Task to complete: In the entries below, how many lines contain the string "impl"? Give the number by itself.

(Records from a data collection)
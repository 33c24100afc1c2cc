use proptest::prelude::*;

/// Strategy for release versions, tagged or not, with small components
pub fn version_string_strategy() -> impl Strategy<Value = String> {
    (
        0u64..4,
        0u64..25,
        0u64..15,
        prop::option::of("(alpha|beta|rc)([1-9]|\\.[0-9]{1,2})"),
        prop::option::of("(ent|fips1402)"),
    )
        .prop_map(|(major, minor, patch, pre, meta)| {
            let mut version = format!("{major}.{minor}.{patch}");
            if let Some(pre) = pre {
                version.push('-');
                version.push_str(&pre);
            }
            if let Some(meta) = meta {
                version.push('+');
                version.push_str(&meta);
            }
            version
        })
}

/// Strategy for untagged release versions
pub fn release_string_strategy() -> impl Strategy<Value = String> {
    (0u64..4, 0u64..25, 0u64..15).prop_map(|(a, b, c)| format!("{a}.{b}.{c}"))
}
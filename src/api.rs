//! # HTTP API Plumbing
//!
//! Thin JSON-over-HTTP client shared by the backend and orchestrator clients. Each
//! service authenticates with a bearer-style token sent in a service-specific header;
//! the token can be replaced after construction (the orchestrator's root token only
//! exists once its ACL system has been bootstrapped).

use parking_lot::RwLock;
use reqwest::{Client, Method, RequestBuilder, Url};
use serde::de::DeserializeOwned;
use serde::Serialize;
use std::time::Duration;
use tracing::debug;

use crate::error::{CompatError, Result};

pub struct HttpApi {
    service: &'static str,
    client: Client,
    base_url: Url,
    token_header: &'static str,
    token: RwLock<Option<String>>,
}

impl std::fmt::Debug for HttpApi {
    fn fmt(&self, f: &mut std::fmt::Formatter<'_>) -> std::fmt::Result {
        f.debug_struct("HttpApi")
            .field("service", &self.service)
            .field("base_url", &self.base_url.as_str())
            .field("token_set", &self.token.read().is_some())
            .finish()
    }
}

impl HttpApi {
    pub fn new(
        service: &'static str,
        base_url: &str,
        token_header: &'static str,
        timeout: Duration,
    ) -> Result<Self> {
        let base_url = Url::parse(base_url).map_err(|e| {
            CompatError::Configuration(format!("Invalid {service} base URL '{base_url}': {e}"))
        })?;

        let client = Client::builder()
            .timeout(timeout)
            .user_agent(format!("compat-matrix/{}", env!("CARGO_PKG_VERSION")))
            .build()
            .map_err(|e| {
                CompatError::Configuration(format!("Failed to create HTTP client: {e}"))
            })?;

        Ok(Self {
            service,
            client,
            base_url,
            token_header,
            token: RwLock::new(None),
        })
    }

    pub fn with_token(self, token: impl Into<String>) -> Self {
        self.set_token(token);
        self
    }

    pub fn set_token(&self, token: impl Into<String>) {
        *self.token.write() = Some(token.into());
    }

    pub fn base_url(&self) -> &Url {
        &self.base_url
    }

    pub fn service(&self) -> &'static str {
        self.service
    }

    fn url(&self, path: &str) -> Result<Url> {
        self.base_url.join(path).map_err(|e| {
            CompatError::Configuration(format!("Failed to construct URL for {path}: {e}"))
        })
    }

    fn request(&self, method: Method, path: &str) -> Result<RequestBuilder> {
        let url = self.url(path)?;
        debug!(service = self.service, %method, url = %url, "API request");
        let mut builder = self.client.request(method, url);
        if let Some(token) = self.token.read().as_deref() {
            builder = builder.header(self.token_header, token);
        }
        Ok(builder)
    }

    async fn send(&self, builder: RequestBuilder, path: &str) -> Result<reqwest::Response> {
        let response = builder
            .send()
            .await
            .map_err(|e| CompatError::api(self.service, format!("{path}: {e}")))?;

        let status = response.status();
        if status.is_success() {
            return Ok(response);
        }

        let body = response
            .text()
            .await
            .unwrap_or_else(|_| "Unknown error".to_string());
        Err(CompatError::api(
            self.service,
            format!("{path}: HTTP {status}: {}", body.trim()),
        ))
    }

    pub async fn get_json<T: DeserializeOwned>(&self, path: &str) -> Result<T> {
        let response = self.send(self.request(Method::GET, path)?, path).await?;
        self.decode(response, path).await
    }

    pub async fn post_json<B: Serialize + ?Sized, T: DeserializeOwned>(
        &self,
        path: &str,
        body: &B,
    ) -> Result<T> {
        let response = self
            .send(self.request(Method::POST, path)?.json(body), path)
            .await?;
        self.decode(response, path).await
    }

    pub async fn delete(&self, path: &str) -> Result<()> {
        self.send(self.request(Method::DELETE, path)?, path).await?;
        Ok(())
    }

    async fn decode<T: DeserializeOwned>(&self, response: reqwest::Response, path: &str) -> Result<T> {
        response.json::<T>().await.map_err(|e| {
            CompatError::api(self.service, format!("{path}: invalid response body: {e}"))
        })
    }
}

Response area: 6